I did a couple of the projects on my if there is nothing else to do, To Do List that I had been meaning to do but hadn’t really found the time for. There is always something I would rather do then vacuum out and change the paper in the cupboard where the cats box lives or track down what is causing the kitchen to smell. I was betting it was something in the trash or the garbage disposal, I have rotten aim and I figured that something that was supposed to end up in the garbage (several weeks ago) might have ended up near but not actually in the can or that something might have immigrated down to the disposal and died.
Yeah. No winner there, the mystery stank was actually Mr. Kitty’s cupboard on the other side of the house. I had really been hoping that a good grind up with the disposal would make the place smell less like a scratch and sniff episode of Cops.
I knew I had to do something when I walked in the door and had to ask myself “What Died?” and then “How many cat’s do I have”. It was strap on a respirator and rubber gloves or vacuum the living room or put the two weeks worth of laundry away. I also decided it would be more fun to clean out the entry way at the bottom of the basement steps and suction out the drain there. And when that wasn’t enough of a thrill for me, I gave the dog a bath and laundered her towels. Woo – Hoo. Then I vacuumed the front yard, the grass isn’t growing anymore and raking the yard and bagging up the leaves is just blister causeing , and I just don’t want to do it. I did it, after the storm and then I was, “how can I not do this again?”.
If I did go to the trouble of bagging all those leaves I light miss an I Love The 80s marathon on VH1 that I have only seen three times or an episode of Designing for The Sexes that I haven’t all ready snarked on or an in-depth article on Sarah Jessica Parkers favorite brand of nail polish in Us that I need to read. It’s all about setting your priorities.
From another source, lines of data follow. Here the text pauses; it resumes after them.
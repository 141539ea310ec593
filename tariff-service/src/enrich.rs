//! Resolves the tariff that was active on each date and fetches what is
//! needed to cost that day.

use std::{collections::BTreeMap, sync::Arc, time::Duration};

use futures::future::try_join_all;
use once_cell::sync::Lazy;
use regex::Regex;
use tariff_client::domain::{DailyTariffQuote, QuoteDraft, TariffAgreement, TariffCandidate};
use time::{Date, Time};

use crate::{
    error::SwitcherError,
    retry::{retry, RetryPolicy},
    upstream::{ApiError, EnergyApi, UnitRatesSelector},
};

static PRODUCT_CODE: Lazy<Regex> =
    Lazy::new(|| Regex::new(r"(?:E-\dR-)(.*?)(?:-[A-Z])?$").expect("product code pattern is valid"));

/// First agreement covering UTC midnight of `date`.
pub fn find_agreement_for_date(agreements: &[TariffAgreement], date: Date) -> Result<&TariffAgreement, SwitcherError> {
    let midnight = date.with_time(Time::MIDNIGHT).assume_utc();
    agreements
        .iter()
        .find(|a| a.covers(midnight))
        .ok_or(SwitcherError::NoMatchingAgreement(date))
}

/// `E-1R-COSY-22-12-08-A` -> `COSY-22-12-08`
pub fn product_code_from_tariff_code(tariff_code: &str) -> Result<String, SwitcherError> {
    PRODUCT_CODE
        .captures(tariff_code)
        .and_then(|c| c.get(1))
        .map(|m| m.as_str())
        .filter(|s| !s.is_empty())
        .map(str::to_string)
        .ok_or_else(|| SwitcherError::Validation(format!("No product code found from tariff code: {tariff_code}")))
}

/// The meter that consumption is read from.
#[derive(Debug, Clone)]
pub struct MeterRef {
    pub mpan: String,
    pub serial_number: String,
}

#[derive(Debug, Clone)]
pub struct EnrichOptions {
    pub batch_size: usize,
    pub pacing: Duration,
    pub retry: RetryPolicy,
}

impl Default for EnrichOptions {
    fn default() -> Self {
        Self {
            batch_size: 5,
            pacing: Duration::from_millis(500),
            retry: RetryPolicy::default(),
        }
    }
}

pub struct Enricher {
    api: Arc<dyn EnergyApi>,
    options: EnrichOptions,
}

impl Enricher {
    pub fn new(api: Arc<dyn EnergyApi>, options: EnrichOptions) -> Self {
        Self { api, options }
    }

    /// Resolve drafts for every date, then fetch standing charge, unit rates
    /// and consumption chunk by chunk.
    pub async fn enrich(
        &self,
        dates: &[Date],
        agreements: &[TariffAgreement],
        meter: &MeterRef,
    ) -> Result<BTreeMap<Date, DailyTariffQuote>, SwitcherError> {
        let drafts = dates
            .iter()
            .map(|&date| {
                let agreement = find_agreement_for_date(agreements, date)?;
                let product_code = product_code_from_tariff_code(&agreement.tariff_code)?;
                let tariff = TariffCandidate::for_tariff_code(&agreement.tariff_code).ok_or_else(|| {
                    SwitcherError::UnknownTariff {
                        tariff_code: agreement.tariff_code.clone(),
                    }
                })?;
                Ok(QuoteDraft::new(date, tariff, agreement.tariff_code.clone(), product_code))
            })
            .collect::<Result<Vec<_>, SwitcherError>>()?;

        let mut quotes = BTreeMap::new();
        let chunk_size = self.options.batch_size.max(1);
        let chunks: Vec<&[QuoteDraft]> = drafts.chunks(chunk_size).collect();

        for (index, chunk) in chunks.iter().enumerate() {
            tracing::info!(chunk = index + 1, of = chunks.len(), dates = chunk.len(), "enriching dates");

            let completed = try_join_all(chunk.iter().map(|draft| self.fill(draft, meter))).await?;
            for quote in completed {
                quotes.insert(quote.date, quote);
            }

            if index + 1 < chunks.len() && !self.options.pacing.is_zero() {
                tokio::time::sleep(self.options.pacing).await;
            }
        }

        metrics::counter!("enrich_dates_total").increment(quotes.len() as u64);
        Ok(quotes)
    }

    async fn fill(&self, draft: &QuoteDraft, meter: &MeterRef) -> Result<DailyTariffQuote, SwitcherError> {
        let date = draft.date;
        let selector = UnitRatesSelector::Codes {
            product_code: draft.product_code.clone(),
            tariff_code: draft.tariff_code.clone(),
        };

        let (api, selector) = (&self.api, &selector);
        let (standing_charge, rates, consumption) = retry(&self.options.retry, "enrich date", move || async move {
            tokio::try_join!(
                api.standing_charge(&draft.product_code, &draft.tariff_code, date),
                api.unit_rates(selector, date),
                api.consumption(&meter.mpan, &meter.serial_number, date),
            )
        })
        .await?;

        let quote = draft
            .clone()
            .with_standing_charge(standing_charge)
            .with_rates(rates)
            .with_consumption(consumption)
            .complete()
            .map_err(|e| ApiError::Schema(e.to_string()))?;
        Ok(quote)
    }
}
Being a grown up looked so much more dynamic and exciting when I was a child. I don’t remember my Mom doing any of these chores. She went to the super market all the time! And every single time an into some one she knew and who she had to talk to Right Now! For about three days. This was very exciting. She went to the dry cleaners! And the drug store and The Place to get that thing! All these exciting errands. Fun, Fun, Fun! Go in the car, drive someplace! Go somewhere! Weeeee! I wasn’t a child I was a golden retriever.
One time when we were kids, she had a friend or somebody over to the house and they were having a very serious conversation at the kitchen table about Whither Our Public Schools or whatever and my friends and I thought we were going to starve to death since it had been a whole hour since we had been fed lunch and we were going to die if we didn’t have whatever was in the kitchen (not a damn thing, My mother didn’t buy snack food or sodas or sugar cereals or anything else we wanted to eat. The only things we were going to find to eat in there would be Grape Nuts™ or carrot sticks. Neither of which lent themselves to covert ops). We decided that we could sneak into the kitchen and take food out of the refrigerator while the grown ups were talking and they would never notice and we wouldn’t get into trouble for bugging them. We totally did not understand that a child crawling across the kitchen floor dragging belts and kite string behind it was not going to pass undetected.
We thought we were being very Harriet The Spy.
I don’t remember what the outcome of the mission was. It probably ended up with no snack, carpet burn and being locked outside. Mom was tough.